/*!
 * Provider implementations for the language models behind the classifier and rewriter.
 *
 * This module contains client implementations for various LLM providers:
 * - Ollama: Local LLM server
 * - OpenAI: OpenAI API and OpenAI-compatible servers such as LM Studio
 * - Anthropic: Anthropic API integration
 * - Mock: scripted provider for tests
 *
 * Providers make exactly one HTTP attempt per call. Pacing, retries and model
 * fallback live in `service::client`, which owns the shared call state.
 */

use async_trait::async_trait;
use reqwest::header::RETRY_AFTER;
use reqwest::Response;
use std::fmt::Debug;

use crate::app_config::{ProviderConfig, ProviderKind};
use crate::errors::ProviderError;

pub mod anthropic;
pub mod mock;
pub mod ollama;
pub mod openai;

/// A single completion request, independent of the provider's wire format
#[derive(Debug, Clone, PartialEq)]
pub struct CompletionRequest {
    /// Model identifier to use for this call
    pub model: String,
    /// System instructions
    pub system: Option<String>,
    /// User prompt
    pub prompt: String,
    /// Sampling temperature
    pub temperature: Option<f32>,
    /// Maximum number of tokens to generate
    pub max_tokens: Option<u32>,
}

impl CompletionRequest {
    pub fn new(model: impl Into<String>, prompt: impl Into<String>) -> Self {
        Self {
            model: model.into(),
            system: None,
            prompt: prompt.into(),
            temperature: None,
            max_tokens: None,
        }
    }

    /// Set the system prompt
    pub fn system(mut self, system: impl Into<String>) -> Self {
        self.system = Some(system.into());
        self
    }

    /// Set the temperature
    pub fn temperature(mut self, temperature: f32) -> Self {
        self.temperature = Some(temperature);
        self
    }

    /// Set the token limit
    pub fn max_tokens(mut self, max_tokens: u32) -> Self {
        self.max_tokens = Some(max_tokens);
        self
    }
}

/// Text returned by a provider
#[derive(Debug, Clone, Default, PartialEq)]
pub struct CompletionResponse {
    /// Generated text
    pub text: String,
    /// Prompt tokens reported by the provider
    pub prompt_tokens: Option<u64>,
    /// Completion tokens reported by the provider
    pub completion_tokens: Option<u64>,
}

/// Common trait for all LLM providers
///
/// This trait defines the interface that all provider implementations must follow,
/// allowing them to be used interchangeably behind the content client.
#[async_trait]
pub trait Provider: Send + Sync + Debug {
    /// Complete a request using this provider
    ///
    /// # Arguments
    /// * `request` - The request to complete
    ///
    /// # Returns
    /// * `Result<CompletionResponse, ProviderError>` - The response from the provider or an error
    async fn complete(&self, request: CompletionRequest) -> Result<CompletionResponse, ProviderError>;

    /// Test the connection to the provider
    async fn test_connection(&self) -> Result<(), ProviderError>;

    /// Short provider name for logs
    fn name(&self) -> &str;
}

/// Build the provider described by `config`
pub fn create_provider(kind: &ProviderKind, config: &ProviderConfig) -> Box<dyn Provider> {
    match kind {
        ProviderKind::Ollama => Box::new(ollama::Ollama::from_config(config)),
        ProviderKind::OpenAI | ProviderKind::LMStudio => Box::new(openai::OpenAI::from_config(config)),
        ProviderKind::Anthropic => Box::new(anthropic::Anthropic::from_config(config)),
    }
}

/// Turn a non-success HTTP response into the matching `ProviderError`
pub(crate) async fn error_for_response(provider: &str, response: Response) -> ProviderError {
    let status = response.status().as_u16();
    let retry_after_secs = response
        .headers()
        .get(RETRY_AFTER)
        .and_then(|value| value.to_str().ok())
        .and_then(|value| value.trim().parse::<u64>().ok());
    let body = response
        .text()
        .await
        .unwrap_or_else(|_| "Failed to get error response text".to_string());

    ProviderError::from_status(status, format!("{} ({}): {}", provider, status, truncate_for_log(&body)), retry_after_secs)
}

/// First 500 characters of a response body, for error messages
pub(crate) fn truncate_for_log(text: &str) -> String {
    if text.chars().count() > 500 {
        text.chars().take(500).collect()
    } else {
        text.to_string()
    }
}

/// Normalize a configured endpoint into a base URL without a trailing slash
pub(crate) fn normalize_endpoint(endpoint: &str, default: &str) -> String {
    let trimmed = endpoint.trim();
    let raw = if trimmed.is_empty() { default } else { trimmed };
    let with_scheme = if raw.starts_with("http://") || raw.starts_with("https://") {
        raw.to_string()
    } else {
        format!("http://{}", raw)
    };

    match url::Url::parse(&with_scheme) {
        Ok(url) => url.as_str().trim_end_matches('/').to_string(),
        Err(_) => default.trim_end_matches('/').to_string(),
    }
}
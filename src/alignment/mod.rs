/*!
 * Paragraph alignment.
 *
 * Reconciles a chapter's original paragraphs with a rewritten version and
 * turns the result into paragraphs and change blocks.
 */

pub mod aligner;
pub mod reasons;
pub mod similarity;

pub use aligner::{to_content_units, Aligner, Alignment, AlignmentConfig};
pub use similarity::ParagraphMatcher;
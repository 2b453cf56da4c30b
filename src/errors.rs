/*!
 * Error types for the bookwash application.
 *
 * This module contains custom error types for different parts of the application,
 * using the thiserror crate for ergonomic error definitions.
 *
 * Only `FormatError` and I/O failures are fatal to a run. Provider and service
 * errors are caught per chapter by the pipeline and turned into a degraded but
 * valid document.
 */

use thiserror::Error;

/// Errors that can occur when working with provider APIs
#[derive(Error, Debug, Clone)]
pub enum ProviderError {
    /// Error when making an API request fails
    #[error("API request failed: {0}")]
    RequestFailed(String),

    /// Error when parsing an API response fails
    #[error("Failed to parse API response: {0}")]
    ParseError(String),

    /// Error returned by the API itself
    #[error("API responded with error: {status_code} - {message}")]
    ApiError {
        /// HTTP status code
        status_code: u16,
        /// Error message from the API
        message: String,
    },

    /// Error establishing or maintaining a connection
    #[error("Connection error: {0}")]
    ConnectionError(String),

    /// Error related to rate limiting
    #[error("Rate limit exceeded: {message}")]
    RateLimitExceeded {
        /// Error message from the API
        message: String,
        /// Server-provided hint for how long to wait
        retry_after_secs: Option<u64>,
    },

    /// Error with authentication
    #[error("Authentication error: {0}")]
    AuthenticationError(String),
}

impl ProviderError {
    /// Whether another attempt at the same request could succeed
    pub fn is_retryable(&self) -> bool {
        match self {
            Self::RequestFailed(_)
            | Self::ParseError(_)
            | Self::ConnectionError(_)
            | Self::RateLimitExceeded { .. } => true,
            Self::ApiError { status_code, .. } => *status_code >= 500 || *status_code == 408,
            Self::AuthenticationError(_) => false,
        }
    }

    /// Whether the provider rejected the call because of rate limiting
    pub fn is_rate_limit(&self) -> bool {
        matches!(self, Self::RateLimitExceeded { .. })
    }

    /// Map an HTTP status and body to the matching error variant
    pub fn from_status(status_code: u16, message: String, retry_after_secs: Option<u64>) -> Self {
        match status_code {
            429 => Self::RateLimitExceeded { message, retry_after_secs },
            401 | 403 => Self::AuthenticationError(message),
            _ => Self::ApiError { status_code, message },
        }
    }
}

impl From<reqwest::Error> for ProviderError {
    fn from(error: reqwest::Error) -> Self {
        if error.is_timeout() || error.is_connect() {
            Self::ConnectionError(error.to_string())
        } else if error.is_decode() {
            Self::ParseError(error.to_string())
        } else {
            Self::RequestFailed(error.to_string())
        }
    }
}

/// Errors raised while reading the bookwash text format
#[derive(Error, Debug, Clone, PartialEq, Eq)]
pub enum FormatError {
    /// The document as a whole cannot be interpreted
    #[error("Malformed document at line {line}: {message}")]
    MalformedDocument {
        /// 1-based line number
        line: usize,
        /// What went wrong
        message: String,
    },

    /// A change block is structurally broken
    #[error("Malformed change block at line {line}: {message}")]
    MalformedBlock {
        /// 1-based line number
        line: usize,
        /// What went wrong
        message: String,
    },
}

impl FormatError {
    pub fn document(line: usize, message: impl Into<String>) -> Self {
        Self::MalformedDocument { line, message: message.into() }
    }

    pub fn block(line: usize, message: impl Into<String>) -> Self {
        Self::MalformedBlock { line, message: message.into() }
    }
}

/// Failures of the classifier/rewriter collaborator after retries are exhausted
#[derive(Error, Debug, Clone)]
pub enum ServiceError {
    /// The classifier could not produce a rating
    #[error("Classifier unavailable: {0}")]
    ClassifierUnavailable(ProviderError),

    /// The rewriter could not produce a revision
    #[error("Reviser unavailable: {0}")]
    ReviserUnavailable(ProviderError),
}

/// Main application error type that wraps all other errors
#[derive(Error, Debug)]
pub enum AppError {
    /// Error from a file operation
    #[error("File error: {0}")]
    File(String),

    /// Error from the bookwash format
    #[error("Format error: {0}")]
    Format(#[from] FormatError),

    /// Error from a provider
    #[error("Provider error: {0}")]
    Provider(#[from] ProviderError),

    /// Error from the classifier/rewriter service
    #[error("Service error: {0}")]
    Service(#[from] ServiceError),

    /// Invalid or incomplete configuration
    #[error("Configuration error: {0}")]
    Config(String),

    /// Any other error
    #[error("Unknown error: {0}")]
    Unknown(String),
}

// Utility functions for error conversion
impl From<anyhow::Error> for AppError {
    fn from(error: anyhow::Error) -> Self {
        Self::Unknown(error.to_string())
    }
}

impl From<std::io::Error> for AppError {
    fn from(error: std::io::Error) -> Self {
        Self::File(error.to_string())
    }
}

◆ WHAT IS BEING ASKED: The output must consist solely of the lines from the first line of the records through the line containing "pub fn system(mut", reproduced exactly.

◆ PROBLEM SOLUTION:
/*!
 * Provider implementations for the language models behind the classifier and rewriter.
 *
 * This module contains client implementations for various LLM providers:
 * - Ollama: Local LLM server
 * - OpenAI: OpenAI API and OpenAI-compatible servers such as LM Studio
 * - Anthropic: Anthropic API integration
 * - Mock: scripted provider for tests
 *
 * Providers make exactly one HTTP attempt per call. Pacing, retries and model
 * fallback live in `service::client`, which owns the shared call state.
 */

use async_trait::async_trait;
use reqwest::header::RETRY_AFTER;
use reqwest::Response;
use std::fmt::Debug;

use crate::app_config::{ProviderConfig, ProviderKind};
use crate::errors::ProviderError;

pub mod anthropic;
pub mod mock;
pub mod ollama;
pub mod openai;

/// A single completion request, independent of the provider's wire format
#[derive(Debug, Clone, PartialEq)]
pub struct CompletionRequest {
    /// Model identifier to use for this call
    pub model: String,
    /// System instructions
    pub system: Option<String>,
    /// User prompt
    pub prompt: String,
    /// Sampling temperature
    pub temperature: Option<f32>,
    /// Maximum number of tokens to generate
    pub max_tokens: Option<u32>,
}

impl CompletionRequest {
    pub fn new(model: impl Into<String>, prompt: impl Into<String>) -> Self {
        Self {
            model: model.into(),
            system: None,
            prompt: prompt.into(),
            temperature: None,
            max_tokens: None,
        }
    }

    /// Set the system prompt
    pub fn system(mut self, system: impl Into<String>) -> Self {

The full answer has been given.